Schon wieder der falsche Fokus bei einem großen Turnier?

Warum es falsch ist, schon wieder Diskussionen darüber zu führen, ob man politische Diskussionen bei zur bzw während WM in den USA führen darf.

Schon wieder der falsche Fokus bei einem großen Turnier?
IMAGO/NurPhoto

Von Cedric Höppner

Natürlich entspricht das politische Geschehen in den USA nicht dem, womit man bei der Vergabe auf den nordamerikanischen Kontinent gerechnet hat. Nach Russland und Katar hat man sich auf das erste, "normale" Großturnier seit Brasilien gefreut. Dem hat bereits Gianni Infantino einen Strich durch die Rechnung gemacht, indem er das Teilnehmerfeld kurzerhand noch einmal deutlich vergrößert, den Modus verkompliziert und die Leistungsdichte verwässert hat.

Der gesellschaftspolitische Zustand in den Vereinigten Staaten tut inzwischen sein Übriges, um zumindest mit Stirnrunzeln auf den großen Gastgeber neben den Co-Hosts Kanada und Mexiko zu blicken. Das Land wird wird zerrissen von harten, oftmals nicht nachvollziehbaren Entscheidungen der Legislative und noch fragwürdigerem Umsetzen der Exekutive. Daher ist es nur folgerichtig, dass nun schon wieder öffentlich und sicherlich auch DFB-intern diskutiert wird - mal wieder - wie man damit umgehen kann, sollte, müsste, wird... Zeitlose Klassiker wie "Ignorieren oder Zeichen setzen?", "Fokussieren oder Haltung zeigen" stehen an.

Zwangsläufig drängen sich unbequeme Erinnerungen an die Winter-WM 2022 auf, als es rund um Gastgeber Katar eine vergleichsweise laute Debatte um Sportswashing und Menschenrechte gab. Doch sind wir mal ganz ehrlich: das spottet jeder Erwähnung Hohn! Ein Spieler spielt keinen Fehlpass, steht falsch im Positionsspiel oder trifft den Ball nicht, nur weil es bei der PK am Vortag ein paar kritische Fragen von Journalisten gab und im besten Fall auch ein paar ehrliche Antworten der Spieler.

Im Wüstenstaat sind wir ausgeschieden, weil der Trainer nicht gepasst hat und überfordert war mit kurzfristigen Anpassungen.

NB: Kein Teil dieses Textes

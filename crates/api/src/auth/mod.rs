//! Access token verification.
//!
//! Tokens are issued by the hosted auth service; this server only checks
//! them. See [`jwt`].

pub mod jwt;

Wir hatten in drei Vorrundenspielen unter Flick vier verschiedene Rechtsverteidiger. Deutlicher kann man nicht ausdrücken, wie wenig es dem Nachfolger von Jachim Löw bei seinem ersten Turnier in der Verantwortung, gelungen ist, eine Mannschaft zu finden.

Und in der Graugans-Doku die ein Jahr später rauskam, hat man gesehen, dass Flick nicht einmal die Ausstrahlung hatte mit seinen Motivationsreden die Spieler zu erreichen. Für ihn ging keiner auf den Platz um zu kämpfen, für ihn hat sich kein Grüppchen zusammengerauft. Den ebenso hatte er merklich keinen Respekt in der Truppe. Während der heutige Barca-Trainer eine taktische Besprechungen abhielt, haben die Spieler untereinander geschwätzt und gekichert, Julian Brandt kam sogar zu spät. Auch das spricht für sich.

Wer da nicht anfängt zu analysieren und das meiste nur auf die vermeintlichen Ablenkungen schiebt, hat es einfach immer noch nicht verstanden. Doch leider sieht man genau dieses Muster beim DFB und in der Sorge, dass sich diese Blauäugigkeit wiederholt, sollte man gewarnt sein davor, schon wieder einen falschen Fokus zu setzen. Das Problem sind nicht vermeintliche Ablenkungen neben dem Platz. Das Problem ist vielmehr die Bereitschaft, sie als willkommene Ausrede anzunehmen, um sich nicht eingestehen zu müssen, dass punktuell, vielleicht doch die nötige Qualität fehlt.